My brother Ed (who is a farmer) was over helping me work on a 2001 MDX and one of the rear studs broke off. For some strange reason the engineer that designed the hub has the flange tapered in such a way that there is no way to pound the old stud directly out or slide a new one in without hitting the flange. I looked on the Internet and the instructions for replacing the stud varied from removing the entire hub assembly and pressing the bearing out to using a slide hammer to remove the hub, which in almost all cases damages the wheel bearing, requiring it to be pressed out and replaced. I went out to my garage with 6 pages of printouts of the process. My brother Ed took one look at it and said “that is crazy”, and told me that while I was surfing the web he had figure out a way to replace the stud without removing the hub at all. The process worked and around 30 minutes after I’d picked up a new stud the wheel was happily back in place. You’ll need to be reasonably proficient with a grinder if you are doing this yourself. I expect the same process would work with a broken stud on a Honda Odyssey or Honda Pilot as well.
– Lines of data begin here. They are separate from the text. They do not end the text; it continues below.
/// A cursor over query results. Columns are zero-based.
///
/// Drivers provide the raw column values; the typed getters convert them and return `None`
/// for SQL NULL.
pub trait DatabaseResults: Send {
    /// Number of result columns.
    fn column_count(&self) -> usize;

    /// Result column names.
    fn column_names(&self) -> &[String];

    /// Moves to the first row. Returns `false` when there is none.
    ///
    /// # Errors
    ///
    /// Returns the driver error.
    fn first(&mut self) -> Result<bool>;

    /// Moves to the next row. Returns `false` past the last row.
    ///
    /// # Errors
    ///
    /// Returns the driver error.
    fn next(&mut self) -> Result<bool>;

    /// Raw value of a column in the current row.
    ///
    /// # Errors
    ///
    /// Returns an error when there is no current row or the column is out of range.
    fn raw(&self, column: usize) -> Result<&Value>;

    /// Releases the cursor.
    ///
    /// # Errors
    ///
    /// Returns the driver error.
    fn close(&mut self) -> Result<()> {
        Ok(())
    }

    /// Position of a column by name, ignoring ASCII case.
    ///
    /// # Errors
    ///
    /// Returns an error when no column has the name.
    fn find_column(&self, name: &str) -> Result<usize> {
        let names = self.column_names();
        names
            .iter()
            .position(|n| n == name)
            .or_else(|| names.iter().position(|n| n.eq_ignore_ascii_case(name)))
            .ok_or_else(|| anyhow!("missing column '{name}'"))
    }

    /// Whether the column of the current row is NULL.
    ///
    /// # Errors
    ///
    /// Returns an error when there is no current row.
    fn was_null(&self, column: usize) -> Result<bool> {
        Ok(self.raw(column)?.is_null())
    }

    /// # Errors
    ///
    /// Returns an error when the column is not text compatible.
    fn get_string(&self, column: usize) -> Result<Option<String>> {
        nullable(self.raw(column)?, as_string)
    }

    /// # Errors
    ///
    /// Returns an error when the column is not an integer.
    fn get_long(&self, column: usize) -> Result<Option<i64>> {
        nullable(self.raw(column)?, as_i64)
    }

    /// # Errors
    ///
    /// Returns an error when the column is not an integer or is out of range.
    fn get_int(&self, column: usize) -> Result<Option<i32>> {
        nullable(self.raw(column)?, |v| Ok(i32::try_from(as_i64(v)?)?))
    }

    /// # Errors
    ///
    /// Returns an error when the column is not an integer or is out of range.
    fn get_short(&self, column: usize) -> Result<Option<i16>> {
        nullable(self.raw(column)?, |v| Ok(i16::try_from(as_i64(v)?)?))
    }

    /// # Errors
    ///
    /// Returns an error when the column is not an integer or is out of range.
    fn get_byte(&self, column: usize) -> Result<Option<i8>> {
        nullable(self.raw(column)?, |v| Ok(i8::try_from(as_i64(v)?)?))
    }

    /// # Errors
    ///
    /// Returns an error when the column is not boolean compatible.
    fn get_boolean(&self, column: usize) -> Result<Option<bool>> {
        nullable(self.raw(column)?, as_bool)
    }

    /// # Errors
    ///
    /// Returns an error when the column is not a single character.
    fn get_char(&self, column: usize) -> Result<Option<char>> {
        nullable(self.raw(column)?, as_char)
    }

    /// # Errors
    ///
    /// Returns an error when the column is not numeric.
    #[allow(clippy::cast_possible_truncation)]
    fn get_float(&self, column: usize) -> Result<Option<f32>> {
        nullable(self.raw(column)?, |v| as_f64(v).map(|f| f as f32))
    }

    /// # Errors
    ///
    /// Returns an error when the column is not numeric.
    fn get_double(&self, column: usize) -> Result<Option<f64>> {
        nullable(self.raw(column)?, as_f64)
    }

    /// # Errors
    ///
    /// Returns an error when the column is not binary compatible.
    fn get_bytes(&self, column: usize) -> Result<Option<Vec<u8>>> {
        nullable(self.raw(column)?, as_binary)
    }

    /// # Errors
    ///
    /// Returns an error when the column is not a timestamp.
    fn get_timestamp(&self, column: usize) -> Result<Option<NaiveDateTime>> {
        nullable(self.raw(column)?, as_timestamp)
    }

    /// # Errors
    ///
    /// Returns an error when the column is not numeric.
    fn get_decimal(&self, column: usize) -> Result<Option<Decimal>> {
        nullable(self.raw(column)?, as_decimal)
    }
}

/// Fully materialized results, used by drivers that read a whole result set up front.
#[derive(Clone, Default)]
pub struct RowResults {
    columns: Vec<String>,
    rows: Vec<Vec<Value>>,
    position: Option<usize>,
}

impl RowResults {
    /// Creates results positioned before the first row.
    #[must_use]
    pub const fn new(columns: Vec<String>, rows: Vec<Vec<Value>>) -> Self {
        Self {
            columns,
            rows,
            position: None,
        }
    }

    /// Number of rows.
    #[must_use]
    pub fn len(&self) -> usize {
        self.rows.len()
    }

    /// Whether there are no rows.
    #[must_use]
    pub fn is_empty(&self) -> bool {
        self.rows.is_empty()
    }
}

impl fmt::Debug for RowResults {
    fn fmt(&self, f: &mut fmt::Formatter<'_>) -> fmt::Result {
        f.debug_struct("RowResults")
            .field("columns", &self.columns)
            .field("rows", &self.rows.len())
            .field("position", &self.position)
            .finish()
    }
}

impl DatabaseResults for RowResults {
    fn column_count(&self) -> usize {
        self.columns.len()
    }

    fn column_names(&self) -> &[String] {
        &self.columns
    }

    fn first(&mut self) -> Result<bool> {
        self.position = Some(0);
        Ok(!self.rows.is_empty())
    }

    fn next(&mut self) -> Result<bool> {
        let next = self.position.map_or(0, |p| p.saturating_add(1).min(self.rows.len()));
        self.position = Some(next);
        Ok(next < self.rows.len())
    }

    fn raw(&self, column: usize) -> Result<&Value> {
        let Some(row) = self.position.and_then(|p| self.rows.get(p)) else {
            bail!("no current row in results");
        };
        row.get(column).ok_or_else(|| anyhow!("column {column} is out of range, only {} columns", row.len()))
    }
}

fn nullable<T>(value: &Value, convert: impl FnOnce(&Value) -> Result<T>) -> Result<Option<T>> {
    if value.is_null() { Ok(None) } else { convert(value).map(Some) }
}

fn as_string(value: &Value) -> Result<String> {
    match value {
        Value::Text(v) | Value::Enum(v) => Ok(v.clone()),
        Value::Char(c) => Ok(c.to_string()),
        Value::Bytes(bytes) => Ok(String::from_utf8(bytes.clone())?),
        Value::Bool(_)
        | Value::Byte(_)
        | Value::Short(_)
        | Value::Int(_)
        | Value::Long(_)
        | Value::Float(_)
        | Value::Double(_)
        | Value::Decimal(_)
        | Value::Uuid(_)
        | Value::DateTime(_) => Ok(value.to_string()),
        _ => bail!("expected string data type"),
    }
}

fn as_i64(value: &Value) -> Result<i64> {
    if let Some(v) = value.as_i64() {
        return Ok(v);
    }
    match value {
        Value::Bool(v) => Ok(i64::from(*v)),
        Value::Text(raw) => raw.trim().parse().map_err(|_e| anyhow!("unsupported integer: {raw}")),
        _ => bail!("expected int64 data type"),
    }
}

fn as_bool(value: &Value) -> Result<bool> {
    if let Some(v) = value.as_i64() {
        return Ok(v != 0);
    }
    match value {
        Value::Bool(v) => Ok(*v),
        Value::Text(raw) => match raw.as_str() {
            "1" | "true" | "TRUE" => Ok(true),
            "0" | "false" | "FALSE" => Ok(false),
            _ => bail!("unsupported boolean: {raw}"),
        },
        _ => bail!("expected boolean data type"),
    }
}

fn as_char(value: &Value) -> Result<char> {
    match value {
        Value::Char(c) => Ok(*c),
        Value::Text(raw) => {
            let mut chars = raw.chars();
            match (chars.next(), chars.next()) {
                (Some(c), None) => Ok(c),
                _ => bail!("expected a single character but got '{raw}'"),
            }
        }
        _ => bail!("expected char data type"),
    }
}

#[allow(clippy::cast_precision_loss)]
fn as_f64(value: &Value) -> Result<f64> {
    if let Some(v) = value.as_i64() {
        return Ok(v as f64);
    }
    match value {
        Value::Float(v) => Ok(f64::from(*v)),
        Value::Double(v) => Ok(*v),
        Value::Text(raw) => raw.trim().parse().map_err(|_e| anyhow!("unsupported number: {raw}")),
        _ => bail!("expected double data type"),
    }
}

fn as_binary(value: &Value) -> Result<Vec<u8>> {
    match value {
        Value::Bytes(bytes) => Ok(bytes.clone()),
        Value::Text(raw) => Ok(raw.clone().into_bytes()),
        _ => bail!("expected binary data type"),
    }
}

fn as_timestamp(value: &Value) -> Result<NaiveDateTime> {
    match value {
        Value::DateTime(v) => Ok(*v),
        Value::Text(raw) => {
            if let Ok(parsed) = NaiveDateTime::parse_from_str(raw, TIMESTAMP_FORMAT) {
                return Ok(parsed);
            }
            if let Ok(parsed) = NaiveDateTime::parse_from_str(raw, "%Y-%m-%d %H:%M:%S%.f") {
                return Ok(parsed);
            }
            if let Ok(parsed) = DateTime::parse_from_rfc3339(raw) {
                return Ok(parsed.naive_utc());
            }
            bail!("unsupported timestamp: {raw}; expected RFC3339 or \"%Y-%m-%d %H:%M:%S%.f\" format")
        }
        _ => bail!("expected timestamp data type"),
    }
}

fn as_decimal(value: &Value) -> Result<Decimal> {
    if let Some(v) = value.as_i64() {
        return Ok(Decimal::from(v));
    }
    match value {
        Value::Decimal(v) => Ok(*v),
        Value::Double(v) => Ok(Decimal::try_from(*v)?),
        Value::Float(v) => Ok(Decimal::try_from(*v)?),
        Value::Text(raw) => raw.trim().parse().map_err(|_e| anyhow!("unsupported decimal: {raw}")),
        _ => bail!("expected decimal data type"),
    }
}

#[cfg(test)]
mod tests {
    use super::*;

    fn results() -> RowResults {
        RowResults::new(
            vec!["id".to_string(), "Name".to_string(), "created".to_string()],
            vec![
                vec![Value::Long(1), Value::Text("ann".into()), Value::Text("2024-01-15 10:30:45.000000".into())],
                vec![Value::Long(300), Value::Null, Value::Null],
            ],
        )
    }

    #[test]
    fn cursor_moves() {
        let mut rs = results();
        assert!(rs.raw(0).is_err());
        assert!(rs.next().unwrap());
        assert_eq!(rs.get_long(0).unwrap(), Some(1));
        assert!(rs.next().unwrap());
        assert!(!rs.next().unwrap());
        assert!(!rs.next().unwrap());
        assert!(rs.first().unwrap());
        assert_eq!(rs.get_string(1).unwrap().as_deref(), Some("ann"));
    }

    #[test]
    fn typed_getters() {
        let mut rs = results();
        rs.first().unwrap();
        let ts = rs.get_timestamp(2).unwrap().unwrap();
        assert_eq!(ts.format("%H:%M:%S").to_string(), "10:30:45");
        assert!(rs.get_boolean(0).unwrap().unwrap());
        assert!(rs.get_char(1).is_err());

        rs.next().unwrap();
        assert!(rs.was_null(1).unwrap());
        assert_eq!(rs.get_string(1).unwrap(), None);
        assert_eq!(rs.get_short(0).unwrap(), Some(300));
        assert!(rs.get_byte(0).is_err());
    }

    #[test]
    fn columns_by_name() {
        let rs = results();
        assert_eq!(rs.find_column("name").unwrap(), 1);
        let err = rs.find_column("missing").unwrap_err();
        assert_eq!(err.to_string(), "missing column 'missing'");
    }
}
The steps to replace (pictures below) are:
- Remove the brake assembly (2 bolts) and the rotor (2 screws) and one side of the emergency brake.
- To remove the old stud use a hand grinder to grind it off almost flush with the hub. Be very careful to not grind the hub at all. Its probably safest to cut it around 1/4 high and then carefully grind the stud down.
- The short piece of stud left will now pound out ahead of the tapered part of the flange.
- The new stud needs to have one side of the back ground down so it is flush with the shaft. This will allow it be inserted in spite of the taper.
- The stud will need to be shortened slightly to fit into the space behind the hub. We ground it down on a bench grinder checking frequently to make sure we removed only the required amount. Bevel the tip slightly with a hand file after grinding.
- Insert the modified stud into the hub and use washers and a spare lug nut to force it back into the hole. Since you are pounding quite hard on the lug nut you may want to replace it with a new one if there is any thread damage. We used a spare one and threw it away afterwards.
- Once the stud is in place reassembly your brake, rotor, and brake assembly.
- Reinstall the wheel. The new stud is a bit shorter than the rest, so you wouldn’t want to replace multiple studs this way, but it still had 7 full turns thread on it.
- To state the obvious; this process does not follow Acura standards and would be used at your own risk.